Cerebral blood flow changes after brain injury in human amyloid-beta knock-in mice

Abstract

Traumatic brain injury (TBI) is an environmental risk factor for Alzheimer's disease (AD). Increased brain concentrations of amyloid-β (Aβ) peptides and impaired cerebral blood flow (CBF) are shared pathologic features of TBI and AD and promising therapeutic targets. We used arterial spin-labeling magnetic resonance imaging to examine if CBF changes after TBI are influenced by human Aβ and amenable to simvastatin therapy. CBF was measured 3 days and 3 weeks after controlled cortical impact (CCI) injury in transgenic human Aβ-expressing APP(NLh/NLh) mice compared to murine Aβ-expressing C57Bl/6J wild types. Compared to uninjured littermates, CBF was reduced in the cortex of the injured hemisphere in both Aβ transgenics and wild types; deficits were more pronounced in the transgenic group, which exhibited injury-induced increased concentrations of human Aβ. In the hemisphere contralateral to CCI, CBF levels were stable in Aβ transgenic mice but increased in wild-type mice, both relative to uninjured littermates. Post-injury treatment of Aβ transgenic mice with simvastatin lowered brain Aβ concentrations, attenuated deficits in CBF ipsilateral to injury, restored hyperemia contralateral to injury, and reduced brain tissue loss. Future studies examining long-term effects of simvastatin therapy on CBF and chronic neurodegenerative changes after TBI are warranted.

Figure 1

Coronal brain section through the dorsal hippocampus illustrating regions of interest (ROIs) examined in this study. Left hemisphere taken from Franklin and Paxinos at approximately 2.0 mm caudal to Bregma. Right hemisphere illustrates a cresyl violet-processed section with ROI outlined in color. The color reproduction of this figure is available on the JCBFM journal online. CR, contusion region.

Figure 2

Representative cerebral blood flow (CBF) maps illustrated on coronal views of arterial spin-labeling MR images taken at the level of the dorsal hippocampus from naive and injured C57 and APP^NLh/NLh mice.

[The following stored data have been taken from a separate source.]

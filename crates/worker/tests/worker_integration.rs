//! Integration tests for the activity worker.

use std::sync::Arc;
use std::sync::OnceLock;

use axum::body::Body;
use axum::http::{Request, StatusCode};
use inventory::{InventoryRecord, ReservationConfig};
use metrics_exporter_prometheus::PrometheusHandle;
use state_store::InMemoryStateStore;
use tower::ServiceExt;
use worker::AppState;

static METRICS_HANDLE: OnceLock<PrometheusHandle> = OnceLock::new();

fn get_metrics_handle() -> PrometheusHandle {
    METRICS_HANDLE
        .get_or_init(|| {
            let builder = metrics_exporter_prometheus::PrometheusBuilder::new();
            builder
                .install_recorder()
                .expect("failed to install Prometheus recorder")
        })
        .clone()
}

fn setup_with_state() -> (
    axum::Router,
    Arc<AppState<InMemoryStateStore>>,
    InMemoryStateStore,
) {
    let store = InMemoryStateStore::new();
    let state = worker::create_default_state(store.clone(), ReservationConfig::default());
    let app = worker::create_app(state.clone(), get_metrics_handle());
    (app, state, store)
}

fn setup() -> axum::Router {
    setup_with_state().0
}

async fn seed(state: &AppState<InMemoryStateStore>, item: &str, quantity: u32) {
    state
        .catalog
        .restock(&InventoryRecord::new(item, 15000.0, quantity))
        .await
        .unwrap();
}

async fn body_json(response: axum::response::Response) -> serde_json::Value {
    let body = axum::body::to_bytes(response.into_body(), usize::MAX)
        .await
        .unwrap();
    serde_json::from_slice(&body).unwrap()
}

fn json_request(method: &str, uri: &str, body: serde_json::Value) -> Request<Body> {
    Request::builder()
        .method(method)
        .uri(uri)
        .header("content-type", "application/json")
        .body(Body::from(serde_json::to_string(&body).unwrap()))
        .unwrap()
}

fn reserve_body(request_id: &str, item: &str, amount: u32) -> serde_json::Value {
    serde_json::json!({
        "workflowInstanceId": "wf-1",
        "attempt": 1,
        "input": {
            "requestId": request_id,
            "itemBeingPurchased": item,
            "amount": amount,
            "currency": 60000.0
        }
    })
}

#[tokio::test]
async fn test_health_check_lists_activities() {
    let app = setup();

    let response = app
        .oneshot(
            Request::builder()
                .uri("/health")
                .body(Body::empty())
                .unwrap(),
        )
        .await
        .unwrap();

    assert_eq!(response.status(), StatusCode::OK);
    let json = body_json(response).await;
    assert_eq!(json["status"], "ok");
    assert_eq!(
        json["activities"],
        serde_json::json!(["ReserveInventoryActivity"])
    );
}

#[tokio::test]
async fn test_list_activities() {
    let app = setup();

    let response = app
        .oneshot(
            Request::builder()
                .uri("/activities")
                .body(Body::empty())
                .unwrap(),
        )
        .await
        .unwrap();

    assert_eq!(response.status(), StatusCode::OK);
    let json = body_json(response).await;
    assert_eq!(json["activities"][0], "ReserveInventoryActivity");
}

#[tokio::test]
async fn test_reserve_activity_debits_stock() {
    let (app, state, _) = setup_with_state();
    seed(&state, "Cars", 10).await;

    let response = app
        .clone()
        .oneshot(json_request(
            "POST",
            "/activities/ReserveInventoryActivity",
            reserve_body("r-1", "Cars", 4),
        ))
        .await
        .unwrap();

    assert_eq!(response.status(), StatusCode::OK);
    let json = body_json(response).await;
    assert!(json["output"].is_null());

    let response = app
        .oneshot(
            Request::builder()
                .uri("/inventory/Cars")
                .body(Body::empty())
                .unwrap(),
        )
        .await
        .unwrap();
    assert_eq!(response.status(), StatusCode::OK);
    let json = body_json(response).await;
    assert_eq!(json["quantity"], 6);
    assert_eq!(json["name"], "Cars");
}

#[tokio::test]
async fn test_insufficient_inventory_is_terminal() {
    let (app, state, _) = setup_with_state();
    seed(&state, "Cars", 3).await;

    let response = app
        .oneshot(json_request(
            "POST",
            "/activities/ReserveInventoryActivity",
            reserve_body("r-1", "Cars", 4),
        ))
        .await
        .unwrap();

    assert_eq!(response.status(), StatusCode::UNPROCESSABLE_ENTITY);
    let json = body_json(response).await;
    assert_eq!(json["retryable"], false);
    assert!(
        json["error"]
            .as_str()
            .unwrap()
            .contains("Insufficient inventory")
    );
    assert_eq!(state.catalog.get("Cars").await.unwrap().unwrap().quantity, 3);
}

#[tokio::test]
async fn test_unknown_item_is_terminal() {
    let app = setup();

    let response = app
        .oneshot(json_request(
            "POST",
            "/activities/ReserveInventoryActivity",
            reserve_body("r-1", "Boats", 1),
        ))
        .await
        .unwrap();

    assert_eq!(response.status(), StatusCode::UNPROCESSABLE_ENTITY);
    let json = body_json(response).await;
    assert!(json["error"].as_str().unwrap().contains("Unknown item"));
}

#[tokio::test]
async fn test_store_outage_is_retryable() {
    let (app, state, store) = setup_with_state();
    seed(&state, "Cars", 10).await;
    store.set_unavailable(true);

    let response = app
        .oneshot(json_request(
            "POST",
            "/activities/ReserveInventoryActivity",
            reserve_body("r-1", "Cars", 1),
        ))
        .await
        .unwrap();

    assert_eq!(response.status(), StatusCode::SERVICE_UNAVAILABLE);
    let json = body_json(response).await;
    assert_eq!(json["retryable"], true);
}

#[tokio::test]
async fn test_unregistered_activity_returns_404() {
    let app = setup();

    let response = app
        .oneshot(json_request(
            "POST",
            "/activities/RefundPaymentActivity",
            reserve_body("r-1", "Cars", 1),
        ))
        .await
        .unwrap();

    assert_eq!(response.status(), StatusCode::NOT_FOUND);
}

#[tokio::test]
async fn test_malformed_input_is_terminal() {
    let (app, state, _) = setup_with_state();
    seed(&state, "Cars", 10).await;

    let response = app
        .oneshot(json_request(
            "POST",
            "/activities/ReserveInventoryActivity",
            serde_json::json!({ "input": { "requestId": "r-1", "amount": -1 } }),
        ))
        .await
        .unwrap();

    assert_eq!(response.status(), StatusCode::UNPROCESSABLE_ENTITY);
    assert_eq!(state.catalog.get("Cars").await.unwrap().unwrap().quantity, 10);
}

#[tokio::test]
async fn test_redelivered_invocation_debits_once() {
    let (app, state, _) = setup_with_state();
    seed(&state, "Cars", 10).await;

    for attempt in 1..=2 {
        let mut body = reserve_body("r-dup", "Cars", 4);
        body["attempt"] = serde_json::json!(attempt);
        let response = app
            .clone()
            .oneshot(json_request(
                "POST",
                "/activities/ReserveInventoryActivity",
                body,
            ))
            .await
            .unwrap();
        assert_eq!(response.status(), StatusCode::OK);
    }

    assert_eq!(state.catalog.get("Cars").await.unwrap().unwrap().quantity, 6);
}

#[tokio::test]
async fn test_restock_and_get_item() {
    let app = setup();

    let response = app
        .clone()
        .oneshot(json_request(
            "PUT",
            "/inventory/Computers",
            serde_json::json!({ "totalCost": 500.0, "quantity": 40 }),
        ))
        .await
        .unwrap();

    assert_eq!(response.status(), StatusCode::OK);
    let json = body_json(response).await;
    assert_eq!(json["name"], "Computers");
    assert_eq!(json["quantity"], 40);
    assert_eq!(json["version"], 1);

    let response = app
        .oneshot(
            Request::builder()
                .uri("/inventory/Computers")
                .body(Body::empty())
                .unwrap(),
        )
        .await
        .unwrap();
    let json = body_json(response).await;
    assert_eq!(json["totalCost"], 500.0);
}

#[tokio::test]
async fn test_restock_rejects_negative_price() {
    let app = setup();

    let response = app
        .oneshot(json_request(
            "PUT",
            "/inventory/Computers",
            serde_json::json!({ "totalCost": -1.0, "quantity": 40 }),
        ))
        .await
        .unwrap();

    assert_eq!(response.status(), StatusCode::BAD_REQUEST);
}

#[tokio::test]
async fn test_get_missing_item_returns_404() {
    let app = setup();

    let response = app
        .oneshot(
            Request::builder()
                .uri("/inventory/Boats")
                .body(Body::empty())
                .unwrap(),
        )
        .await
        .unwrap();

    assert_eq!(response.status(), StatusCode::NOT_FOUND);
}

#[tokio::test]
async fn test_metrics_endpoint_reports_reservations() {
    let (app, state, _) = setup_with_state();
    seed(&state, "Paperclips", 10).await;

    let response = app
        .clone()
        .oneshot(json_request(
            "POST",
            "/activities/ReserveInventoryActivity",
            reserve_body("r-metrics", "Paperclips", 1),
        ))
        .await
        .unwrap();
    assert_eq!(response.status(), StatusCode::OK);

    let response = app
        .oneshot(
            Request::builder()
                .uri("/metrics")
                .body(Body::empty())
                .unwrap(),
        )
        .await
        .unwrap();

    assert_eq!(response.status(), StatusCode::OK);
    let body = axum::body::to_bytes(response.into_body(), usize::MAX)
        .await
        .unwrap();
    let text = String::from_utf8(body.to_vec()).unwrap();
    assert!(text.contains("inventory_reservations_total"));
    assert!(text.contains("activity_invocations_total"));
}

CBF levels in each region of interest defined in Materials and Methods were quantified and are illustrated in Figure 3. CCI, controlled cortical impact.

Figure 3

Cerebral blood flow (CBF) values in regions of interest in naive and controlled cortical impact injured C57 and APP^NLh/NLh mice (mean±SE). *APP^NLh/NLh<C57, P<0.05; **APP^NLh/NLh<C57, P<0.01; ^†3 days, 3 weeks>naive, P<0.05; ^‡3 days, 3 weeks compared with naive, P<0.01. CR, contusion region.

Figure 4

(A) Representative magnetic resonance image (A, top row) cerebral blood flow (CBF; A, bottom row) maps illustrated in coronal views at the level of the dorsal hippocampus from APP^NLh/NLh mice after controlled cortical impact (CCI) injury and 3 weeks treatment with either vehicle or 3 mg/kg simvastatin. (B) Region of interest CBF values from the two experimental groups with CCI/vehicle (gray bars) and CCI/drug (black bars) treatment. *CCI/drug>CCI/vehicle, P<0.05. CR, contusion region.

Figure 5

Analyses of brain tissue volume in representative magnetic resonance image (MRI) scans ex vivo (MRI images, A; quantification, B) and corresponding histologic sections (photomicrographs, C; quantification, D) from APP^NLh/NLh subjected to controlled cortical impact (CCI) injury and treatment with either vehicle or 3 mg/kg simvastatin for 3 weeks. MRI analysis demonstrates greater tissue preservation in the CCI/drug group. *P<0.05.

Figure 6

Enzyme-linked immunosorbent assay analyses of Aβ1-42 (A) and Aβ1-40 (B) concentrations in the cortex and hippocampus tissue homogenates from C57 and APP^NLh/NLh mice with no injury (naive) or 3 weeks after controlled cortical impact (CCI) injury and administration of either vehicle or 3 mg/kg simvastatin in APP^NLh/NLh mice. *P<0.05.